Jeff Maysh (born 30 March 1982, Nassau, Bahamas) is a British-American writer, author and journalist based in Hollywood, California, United States.

== Journalism ==
Maysh started his career at the British men's magazine Loaded. He moved to America in 2010 to cover international crime, for publications including The Atlantic magazine.

As a correspondent for the BBC, Maysh became the first journalist to enter the notorious Korydallos prison, near Athens. His profile of prisoner Vassilis Paleokostas, a Greek bank robber who escaped from the prison in a helicopter, twice, was published on the BBC News Magazine on 25 September 2014.
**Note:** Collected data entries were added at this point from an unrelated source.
//! PostgreSQL store
//!
//! All queries are plain runtime-checked `sqlx` queries. In-set filters use
//! `= ANY($1)` with an array bind, so a grouped fetch is always one round trip
//! no matter how many keys it carries.

use async_trait::async_trait;
use memberhub_shared_config::DatabaseConfig;
use sqlx::postgres::PgPoolOptions;
use sqlx::PgPool;
use uuid::Uuid;

use super::utils::{
    map_read_error, map_write_error, MEMBER_TYPE_COLUMNS, POST_COLUMNS, PROFILE_COLUMNS,
    USER_COLUMNS, USER_COLUMNS_ALIASED,
};
use super::Store;
use crate::error::{ApiError, ApiResult};
use crate::models::member_type::{MemberType, MemberTypeId};
use crate::models::post::{CreatePost, Post, UpdatePost};
use crate::models::profile::{CreateProfile, Profile, UpdateProfile};
use crate::models::subscription::{LinkedUser, SubscriptionEdge};
use crate::models::user::{CreateUser, UpdateUser, User};

/// Store backed by a PostgreSQL connection pool
#[derive(Clone)]
pub struct PgStore {
    pool: PgPool,
}

impl PgStore {
    /// Wrap an existing pool
    pub fn new(pool: PgPool) -> Self {
        Self { pool }
    }

    /// Open a pool from configuration and run pending migrations
    pub async fn connect(config: &DatabaseConfig) -> ApiResult<Self> {
        tracing::info!(url = %config.redacted_url(), "Connecting to database...");

        let pool = PgPoolOptions::new()
            .max_connections(config.max_connections)
            .min_connections(config.min_connections)
            .acquire_timeout(config.acquire_timeout())
            .idle_timeout(config.idle_timeout())
            .connect(&config.url)
            .await
            .map_err(map_read_error)?;

        tracing::info!("Database connection established");

        Self::run_migrations(&pool).await?;
        Ok(Self::new(pool))
    }

    /// Apply pending migrations to the pool's database
    pub async fn run_migrations(pool: &PgPool) -> ApiResult<()> {
        tracing::info!("Running database migrations...");
        sqlx::migrate!("./migrations")
            .run(pool)
            .await
            .map_err(|e| ApiError::Internal(format!("migration failed: {}", e)))?;
        tracing::info!("Migrations completed successfully");
        Ok(())
    }
}

#[async_trait]
impl Store for PgStore {
    async fn ping(&self) -> ApiResult<()> {
        sqlx::query("SELECT 1")
            .execute(&self.pool)
            .await
            .map_err(map_read_error)?;
        Ok(())
    }

    // ---- member types ----

    async fn list_member_types(&self) -> ApiResult<Vec<MemberType>> {
        let sql = format!("SELECT {} FROM member_types", MEMBER_TYPE_COLUMNS);
        sqlx::query_as::<_, MemberType>(&sql)
            .fetch_all(&self.pool)
            .await
            .map_err(map_read_error)
    }

    async fn find_member_type(&self, id: MemberTypeId) -> ApiResult<Option<MemberType>> {
        let sql = format!(
            "SELECT {} FROM member_types WHERE id = $1",
            MEMBER_TYPE_COLUMNS
        );
        sqlx::query_as::<_, MemberType>(&sql)
            .bind(id.as_str())
            .fetch_optional(&self.pool)
            .await
            .map_err(map_read_error)
    }

    async fn member_types_by_ids(&self, ids: &[MemberTypeId]) -> ApiResult<Vec<MemberType>> {
        let ids: Vec<String> = ids.iter().map(|id| id.as_str().to_string()).collect();
        let sql = format!(
            "SELECT {} FROM member_types WHERE id = ANY($1)",
            MEMBER_TYPE_COLUMNS
        );
        sqlx::query_as::<_, MemberType>(&sql)
            .bind(ids)
            .fetch_all(&self.pool)
            .await
            .map_err(map_read_error)
    }

    // ---- users ----

    async fn list_users(&self) -> ApiResult<Vec<User>> {
        let sql = format!("SELECT {} FROM users", USER_COLUMNS);
        sqlx::query_as::<_, User>(&sql)
            .fetch_all(&self.pool)
            .await
            .map_err(map_read_error)
    }

    async fn find_user(&self, id: Uuid) -> ApiResult<Option<User>> {
        let sql = format!("SELECT {} FROM users WHERE id = $1", USER_COLUMNS);
        sqlx::query_as::<_, User>(&sql)
            .bind(id)
            .fetch_optional(&self.pool)
            .await
            .map_err(map_read_error)
    }

    async fn create_user(&self, input: CreateUser) -> ApiResult<User> {
        let user = User::create(input);
        let sql = format!(
            "INSERT INTO users (id, name, balance) VALUES ($1, $2, $3) RETURNING {}",
            USER_COLUMNS
        );
        sqlx::query_as::<_, User>(&sql)
            .bind(user.id)
            .bind(&user.name)
            .bind(user.balance)
            .fetch_one(&self.pool)
            .await
            .map_err(|e| map_write_error(e, "user", user.id, "user"))
    }

    async fn update_user(&self, id: Uuid, input: UpdateUser) -> ApiResult<User> {
        let sql = format!(
            r#"
            UPDATE users
            SET name = COALESCE($2, name),
                balance = COALESCE($3, balance)
            WHERE id = $1
            RETURNING {}
            "#,
            USER_COLUMNS
        );
        sqlx::query_as::<_, User>(&sql)
            .bind(id)
            .bind(input.name)
            .bind(input.balance)
            .fetch_optional(&self.pool)
            .await
            .map_err(|e| map_write_error(e, "user", id, "user"))?
            .ok_or_else(|| ApiError::not_found("user", id))
    }

    async fn delete_user(&self, id: Uuid) -> ApiResult<()> {
        // Profiles, posts and subscription edges go with the user (ON DELETE CASCADE)
        let result = sqlx::query("DELETE FROM users WHERE id = $1")
            .bind(id)
            .execute(&self.pool)
            .await
            .map_err(map_read_error)?;

        if result.rows_affected() == 0 {
            return Err(ApiError::not_found("user", id));
        }
        Ok(())
    }

    // ---- profiles ----

    async fn list_profiles(&self) -> ApiResult<Vec<Profile>> {
        let sql = format!("SELECT {} FROM profiles", PROFILE_COLUMNS);
        sqlx::query_as::<_, Profile>(&sql)
            .fetch_all(&self.pool)
            .await
            .map_err(map_read_error)
    }

    async fn find_profile(&self, id: Uuid) -> ApiResult<Option<Profile>> {
        let sql = format!("SELECT {} FROM profiles WHERE id = $1", PROFILE_COLUMNS);
        sqlx::query_as::<_, Profile>(&sql)
            .bind(id)
            .fetch_optional(&self.pool)
            .await
            .map_err(map_read_error)
    }

    async fn profiles_by_user_ids(&self, user_ids: &[Uuid]) -> ApiResult<Vec<Profile>> {
        let sql = format!(
            "SELECT {} FROM profiles WHERE user_id = ANY($1)",
            PROFILE_COLUMNS
        );
        sqlx::query_as::<_, Profile>(&sql)
            .bind(user_ids)
            .fetch_all(&self.pool)
            .await
            .map_err(map_read_error)
    }

    async fn create_profile(&self, input: CreateProfile) -> ApiResult<Profile> {
        let profile = Profile::create(input);
        let sql = format!(
            r#"
            INSERT INTO profiles (id, is_male, year_of_birth, user_id, member_type_id)
            VALUES ($1, $2, $3, $4, $5)
            RETURNING {}
            "#,
            PROFILE_COLUMNS
        );
        sqlx::query_as::<_, Profile>(&sql)
            .bind(profile.id)
            .bind(profile.is_male)
            .bind(profile.year_of_birth)
            .bind(profile.user_id)
            .bind(profile.member_type_id.as_str())
            .fetch_one(&self.pool)
            .await
            .map_err(|e| map_write_error(e, "profile for user", profile.user_id, "user"))
    }

    async fn update_profile(&self, id: Uuid, input: UpdateProfile) -> ApiResult<Profile> {
        let sql = format!(
            r#"
            UPDATE profiles
            SET is_male = COALESCE($2, is_male),
                year_of_birth = COALESCE($3, year_of_birth),
                member_type_id = COALESCE($4, member_type_id)
            WHERE id = $1
            RETURNING {}
            "#,
            PROFILE_COLUMNS
        );
        sqlx::query_as::<_, Profile>(&sql)
            .bind(id)
            .bind(input.is_male)
            .bind(input.year_of_birth)
            .bind(input.member_type_id.map(|m| m.as_str()))
            .fetch_optional(&self.pool)
            .await
            .map_err(|e| map_write_error(e, "profile", id, "member type"))?
            .ok_or_else(|| ApiError::not_found("profile", id))
    }

    async fn delete_profile(&self, id: Uuid) -> ApiResult<()> {
        let result = sqlx::query("DELETE FROM profiles WHERE id = $1")
            .bind(id)
            .execute(&self.pool)
            .await
            .map_err(map_read_error)?;

        if result.rows_affected() == 0 {
            return Err(ApiError::not_found("profile", id));
        }
        Ok(())
    }

    // ---- posts ----

    async fn list_posts(&self) -> ApiResult<Vec<Post>> {
        let sql = format!("SELECT {} FROM posts", POST_COLUMNS);
        sqlx::query_as::<_, Post>(&sql)
            .fetch_all(&self.pool)
            .await
            .map_err(map_read_error)
    }

    async fn find_post(&self, id: Uuid) -> ApiResult<Option<Post>> {
        let sql = format!("SELECT {} FROM posts WHERE id = $1", POST_COLUMNS);
        sqlx::query_as::<_, Post>(&sql)
            .bind(id)
            .fetch_optional(&self.pool)
            .await
            .map_err(map_read_error)
    }

    async fn posts_by_author_ids(&self, author_ids: &[Uuid]) -> ApiResult<Vec<Post>> {
        let sql = format!(
            "SELECT {} FROM posts WHERE author_id = ANY($1)",
            POST_COLUMNS
        );
        sqlx::query_as::<_, Post>(&sql)
            .bind(author_ids)
            .fetch_all(&self.pool)
            .await
            .map_err(map_read_error)
    }

    async fn create_post(&self, input: CreatePost) -> ApiResult<Post> {
        let post = Post::create(input);
        let sql = format!(
            "INSERT INTO posts (id, title, content, author_id) VALUES ($1, $2, $3, $4) RETURNING {}",
            POST_COLUMNS
        );
        sqlx::query_as::<_, Post>(&sql)
            .bind(post.id)
            .bind(&post.title)
            .bind(&post.content)
            .bind(post.author_id)
            .fetch_one(&self.pool)
            .await
            .map_err(|e| map_write_error(e, "post", post.id, "user"))
    }

    async fn update_post(&self, id: Uuid, input: UpdatePost) -> ApiResult<Post> {
        let sql = format!(
            r#"
            UPDATE posts
            SET title = COALESCE($2, title),
                content = COALESCE($3, content)
            WHERE id = $1
            RETURNING {}
            "#,
            POST_COLUMNS
        );
        sqlx::query_as::<_, Post>(&sql)
            .bind(id)
            .bind(input.title)
            .bind(input.content)
            .fetch_optional(&self.pool)
            .await
            .map_err(|e| map_write_error(e, "post", id, "user"))?
            .ok_or_else(|| ApiError::not_found("post", id))
    }

    async fn delete_post(&self, id: Uuid) -> ApiResult<()> {
        let result = sqlx::query("DELETE FROM posts WHERE id = $1")
            .bind(id)
            .execute(&self.pool)
            .await
            .map_err(map_read_error)?;

        if result.rows_affected() == 0 {
            return Err(ApiError::not_found("post", id));
        }
        Ok(())
    }

    // ---- subscriptions ----

    async fn authors_for_subscribers(
        &self,
        subscriber_ids: &[Uuid],
    ) -> ApiResult<Vec<LinkedUser>> {
        let sql = format!(
            r#"
            SELECT s.subscriber_id AS link_id, {}
            FROM subscriptions s
            JOIN users u ON u.id = s.author_id
            WHERE s.subscriber_id = ANY($1)
            "#,
            USER_COLUMNS_ALIASED
        );
        sqlx::query_as::<_, LinkedUser>(&sql)
            .bind(subscriber_ids)
            .fetch_all(&self.pool)
            .await
            .map_err(map_read_error)
    }

    async fn subscribers_for_authors(&self, author_ids: &[Uuid]) -> ApiResult<Vec<LinkedUser>> {
        let sql = format!(
            r#"
            SELECT s.author_id AS link_id, {}
            FROM subscriptions s
            JOIN users u ON u.id = s.subscriber_id
            WHERE s.author_id = ANY($1)
            "#,
            USER_COLUMNS_ALIASED
        );
        sqlx::query_as::<_, LinkedUser>(&sql)
            .bind(author_ids)
            .fetch_all(&self.pool)
            .await
            .map_err(map_read_error)
    }

    async fn subscribe(&self, edge: SubscriptionEdge) -> ApiResult<()> {
        sqlx::query("INSERT INTO subscriptions (subscriber_id, author_id) VALUES ($1, $2)")
            .bind(edge.subscriber_id)
            .bind(edge.author_id)
            .execute(&self.pool)
            .await
            .map_err(|e| {
                map_write_error(
                    e,
                    "subscription",
                    format!("{} -> {}", edge.subscriber_id, edge.author_id),
                    "user",
                )
            })?;
        Ok(())
    }

    async fn unsubscribe(&self, edge: SubscriptionEdge) -> ApiResult<()> {
        let result =
            sqlx::query("DELETE FROM subscriptions WHERE subscriber_id = $1 AND author_id = $2")
                .bind(edge.subscriber_id)
                .bind(edge.author_id)
                .execute(&self.pool)
                .await
                .map_err(map_read_error)?;

        if result.rows_affected() == 0 {
            return Err(ApiError::not_found(
                "subscription",
                format!("{} -> {}", edge.subscriber_id, edge.author_id),
            ));
        }
        Ok(())
    }
}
Maysh's story about Steve Davies, a mythical soccer fan who scored a goal for West Ham United, was listed in the notable section of "Best American Sports Writing 2014", and voted number one in a poll of "greatest ever soccer stories".

In May 2015, Paramount Pictures acquired the movie rights to Maysh's story "The Wedding Sting". According to a report in Variety, bidding became "competitive" among Hollywood studios for the true account of a rural Michigan police department that trapped drug dealers with a fake wedding. The story was first published in The Atlantic magazine.
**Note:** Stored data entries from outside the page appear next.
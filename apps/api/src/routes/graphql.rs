//! GraphQL HTTP route handlers
//!
//! - `POST /graphql` - Execute a query or mutation
//! - `GET /graphql/playground` - GraphQL Playground, off in production

use async_graphql_axum::{GraphQLRequest, GraphQLResponse};
use axum::{
    extract::Extension,
    response::{Html, IntoResponse},
    routing::{get, post},
    Router,
};

use crate::graphql::GraphQLState;

/// Create the GraphQL router
pub fn graphql_router(state: GraphQLState, playground: bool) -> Router {
    let mut router = Router::new().route("/graphql", post(graphql_handler));

    if playground {
        router = router.route("/graphql/playground", get(graphql_playground));
    }

    router.layer(Extension(state))
}

/// GraphQL handler that executes queries against the schema
///
/// Every request gets its own loader registry, so batching and memoization
/// never cross request boundaries.
async fn graphql_handler(
    Extension(state): Extension<GraphQLState>,
    req: GraphQLRequest,
) -> GraphQLResponse {
    state.execute(req.into_inner()).await.into()
}

/// GraphQL Playground handler for development
async fn graphql_playground() -> impl IntoResponse {
    Html(async_graphql::http::playground_source(
        async_graphql::http::GraphQLPlaygroundConfig::new("/graphql"),
    ))
}
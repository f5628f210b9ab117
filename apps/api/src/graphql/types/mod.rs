//! GraphQL type definitions for Memberhub
//!
//! Output objects wrap the store models; relationship fields on [`User`] and
//! [`Profile`] resolve through the request's loader registry.

mod member_type;
mod post;
mod profile;
mod user;

pub use member_type::{MemberType, MemberTypeId};
pub use post::{ChangePostInput, CreatePostInput, Post};
pub use profile::{ChangeProfileInput, CreateProfileInput, Profile};
pub use user::{ChangeUserInput, CreateUserInput, User};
In 2016, Maysh won "Best Crime Reporting" and "Best Feature (over 1,000 words)" at the 58th Annual Southern California Journalism Awards. Both awards recognised his story in Playboy magazine about a Michigan farmer who ran a $4 million smuggling operation involving counterfeit Pez dispensers.
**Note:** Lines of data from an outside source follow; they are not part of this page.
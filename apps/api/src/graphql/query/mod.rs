//! GraphQL queries for Memberhub
//!
//! This module contains all query resolvers, organized by domain. By-id
//! lookups return `null` when the row does not exist.

mod member_type;
mod post;
mod profile;
mod user;

pub use member_type::MemberTypeQuery;
pub use post::PostQuery;
pub use profile::ProfileQuery;
pub use user::UserQuery;

use async_graphql::MergedObject;

/// Root query type combining all query domains
#[derive(MergedObject, Default)]
pub struct Query(MemberTypeQuery, PostQuery, UserQuery, ProfileQuery);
Maysh's 2016 book Handsome Devil is about Victor Lustig, while the following year's The Spy With No Name is about Erwin van Haarlem, a Czechoslovak spy.

In 2018, Maysh published an 8,900-word article about a major fraud involving the McDonald's Monopoly promotion on The Daily Beast. This story of a former police officer who stole $20 million in cash and prizes became the subject of a bidding war in Hollywood. The sale of the movie rights to Ben Affleck, Matt Damon, and Twentieth Century Fox for $1 million was reported by The Hollywood Reporter as the highest fee ever paid for a single magazine article.

== Bibliography ==

- Maysh, Jeff (2010). "Lilywhite and Blue: The History of Tottenham's Famous Shirt"
- Maysh, Jeff (2016). "Handsome Devil"
- Maysh, Jeff (2017). "The Spy With No Name: The Cold War and a Case of Stolen Identity"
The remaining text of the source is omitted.